Hackers infect thousands of WordPress sites with malware plugins

Ostensibly a blogging platform, WordPress has quietly become one of the foundational pillars of the modern web, used as the basic format for millions of websites run by single users to massive corporations. But that ubiquity has made WordPress an easy target for hackers and scammers.

Web hosting and service provider GoDaddy reports that a new infection is spreading quickly across WordPress implementations, loading up plugins that present users with fake Chrome messages that trick visitors into downloading and installing malware.

Over 6,000 WordPress-based sites have been loaded up with these bogus plugins, which might also appear as messages from Facebook, Google Meet, or Captcha verification pages.

The “ClearFake” system has been around since at least 2023, according to BleepingComputer, but a new variant called “ClickFix” is spreading via a series of malicious plugins. These plugins have innocuous names like “Google SEO Enhancer” and “Quick Cache Cleaner,” the kind of thing that might attract anyone who’s trying to optimize their website for more traffic or better performance.

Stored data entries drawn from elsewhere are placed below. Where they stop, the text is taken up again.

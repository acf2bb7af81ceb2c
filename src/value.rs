//! # Values and Rows
//!
//! Scalar values exchanged with the database executor, raw result rows,
//! and the hashable key form used by lookup maps and load bookkeeping.

use indexmap::IndexMap;
use serde::{Deserialize, Serialize};
use std::fmt;

/// Scalar value bound as a query parameter or returned in a raw row
#[derive(Debug, Clone, PartialEq, Serialize, Deserialize)]
pub enum SqlValue {
	Null,
	Boolean(bool),
	Integer(i64),
	Float(f64),
	Text(String),
}

impl SqlValue {
	/// Canonical key form of this value, if it can act as a lookup key.
	///
	/// `Null` and `Float` never become keys: a null key matches nothing
	/// and floats are not reliably hashable across drivers.
	pub fn as_key(&self) -> Option<KeyValue> {
		match self {
			Self::Boolean(b) => Some(KeyValue::Boolean(*b)),
			Self::Integer(i) => Some(KeyValue::Integer(*i)),
			Self::Text(s) => Some(KeyValue::Text(s.clone())),
			Self::Null | Self::Float(_) => None,
		}
	}

	pub fn is_null(&self) -> bool {
		matches!(self, Self::Null)
	}

	pub fn as_text(&self) -> Option<&str> {
		match self {
			Self::Text(s) => Some(s),
			_ => None,
		}
	}

	pub fn as_integer(&self) -> Option<i64> {
		match self {
			Self::Integer(i) => Some(*i),
			_ => None,
		}
	}
}

impl fmt::Display for SqlValue {
	fn fmt(&self, f: &mut fmt::Formatter<'_>) -> fmt::Result {
		match self {
			Self::Null => write!(f, "NULL"),
			Self::Boolean(b) => write!(f, "{}", b),
			Self::Integer(i) => write!(f, "{}", i),
			Self::Float(v) => write!(f, "{}", v),
			Self::Text(s) => write!(f, "{}", s),
		}
	}
}

impl From<bool> for SqlValue {
	fn from(v: bool) -> Self {
		Self::Boolean(v)
	}
}

impl From<i32> for SqlValue {
	fn from(v: i32) -> Self {
		Self::Integer(i64::from(v))
	}
}

impl From<i64> for SqlValue {
	fn from(v: i64) -> Self {
		Self::Integer(v)
	}
}

impl From<f64> for SqlValue {
	fn from(v: f64) -> Self {
		Self::Float(v)
	}
}

impl From<&str> for SqlValue {
	fn from(v: &str) -> Self {
		Self::Text(v.to_string())
	}
}

impl From<String> for SqlValue {
	fn from(v: String) -> Self {
		Self::Text(v)
	}
}

impl<T> From<Option<T>> for SqlValue
where
	T: Into<SqlValue>,
{
	fn from(v: Option<T>) -> Self {
		v.map_or(Self::Null, Into::into)
	}
}

impl From<KeyValue> for SqlValue {
	fn from(v: KeyValue) -> Self {
		match v {
			KeyValue::Boolean(b) => Self::Boolean(b),
			KeyValue::Integer(i) => Self::Integer(i),
			KeyValue::Text(s) => Self::Text(s),
		}
	}
}

impl From<SqlValue> for serde_json::Value {
	fn from(value: SqlValue) -> Self {
		match value {
			SqlValue::Null => Self::Null,
			SqlValue::Boolean(b) => Self::Bool(b),
			SqlValue::Integer(i) => Self::Number(i.into()),
			SqlValue::Float(f) => serde_json::Number::from_f64(f).map_or(Self::Null, Self::Number),
			SqlValue::Text(s) => Self::String(s),
		}
	}
}

/// Hashable, orderable subset of [`SqlValue`] used to key lookup maps,
/// the load registry and in-flight request keys
#[derive(Debug, Clone, PartialEq, Eq, Hash, PartialOrd, Ord, Serialize, Deserialize)]
pub enum KeyValue {
	Boolean(bool),
	Integer(i64),
	Text(String),
}

impl fmt::Display for KeyValue {
	fn fmt(&self, f: &mut fmt::Formatter<'_>) -> fmt::Result {
		match self {
			Self::Boolean(b) => write!(f, "{}", b),
			Self::Integer(i) => write!(f, "{}", i),
			Self::Text(s) => write!(f, "{}", s),
		}
	}
}

/// Raw result row: ordered `column -> value` map as produced by the
/// injected executor, before any hydration
#[derive(Debug, Clone, Default, PartialEq)]
pub struct QueryRow {
	columns: IndexMap<String, SqlValue>,
}

impl QueryRow {
	pub fn new() -> Self {
		Self {
			columns: IndexMap::new(),
		}
	}

	/// Build a row from `(column, value)` pairs, keeping column order
	///
	/// # Examples
	///
	/// ```
	/// use grappelli::{QueryRow, SqlValue};
	///
	/// let row = QueryRow::from_pairs([("id", SqlValue::Integer(1))]);
	/// assert_eq!(row.get("id"), Some(&SqlValue::Integer(1)));
	/// ```
	pub fn from_pairs<K, I>(pairs: I) -> Self
	where
		K: Into<String>,
		I: IntoIterator<Item = (K, SqlValue)>,
	{
		Self {
			columns: pairs.into_iter().map(|(k, v)| (k.into(), v)).collect(),
		}
	}

	pub fn insert(&mut self, column: impl Into<String>, value: SqlValue) {
		self.columns.insert(column.into(), value);
	}

	pub fn get(&self, column: &str) -> Option<&SqlValue> {
		self.columns.get(column)
	}

	/// Remove a column, returning its value
	pub fn remove(&mut self, column: &str) -> Option<SqlValue> {
		self.columns.shift_remove(column)
	}

	/// Key form of a column value, if present and keyable
	pub fn key(&self, column: &str) -> Option<KeyValue> {
		self.columns.get(column).and_then(SqlValue::as_key)
	}

	pub fn column_names(&self) -> impl Iterator<Item = &str> {
		self.columns.keys().map(String::as_str)
	}

	pub fn iter(&self) -> impl Iterator<Item = (&str, &SqlValue)> {
		self.columns.iter().map(|(k, v)| (k.as_str(), v))
	}

	pub fn len(&self) -> usize {
		self.columns.len()
	}

	pub fn is_empty(&self) -> bool {
		self.columns.is_empty()
	}

	pub fn into_columns(self) -> IndexMap<String, SqlValue> {
		self.columns
	}
}

#[cfg(test)]
mod tests {
	use super::*;

	#[test]
	fn test_null_and_float_are_never_keys() {
		assert_eq!(SqlValue::Null.as_key(), None);
		assert_eq!(SqlValue::Float(1.5).as_key(), None);
		assert_eq!(
			SqlValue::Integer(7).as_key(),
			Some(KeyValue::Integer(7))
		);
	}

	#[test]
	fn test_row_preserves_column_order() {
		let row = QueryRow::from_pairs([
			("b", SqlValue::Integer(2)),
			("a", SqlValue::Integer(1)),
		]);
		let names: Vec<_> = row.column_names().collect();
		assert_eq!(names, vec!["b", "a"]);
	}

	#[test]
	fn test_option_converts_to_null() {
		let v: SqlValue = Option::<i64>::None.into();
		assert!(v.is_null());
		let v: SqlValue = Some(3i64).into();
		assert_eq!(v, SqlValue::Integer(3));
	}
}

But it might not even be a matter of spreading the fake plugins. GoDaddy’s research indicates that at least some infections come from stolen administrator logins and automated installation tools. It would be easy enough to toss a database of compromised logins and passwords at a decently popular WordPress site and see if you can get in.

If you’re using WordPress as a base for a website, make sure your administrator accounts are using strong and unique passwords, and maybe give your plugins a once-over. If you’re just a regular user who browses the web, remember to be on the lookout for bogus installation messages and scary-sounding warnings, and never trust any download prompt that randomly pops up as you’re browsing.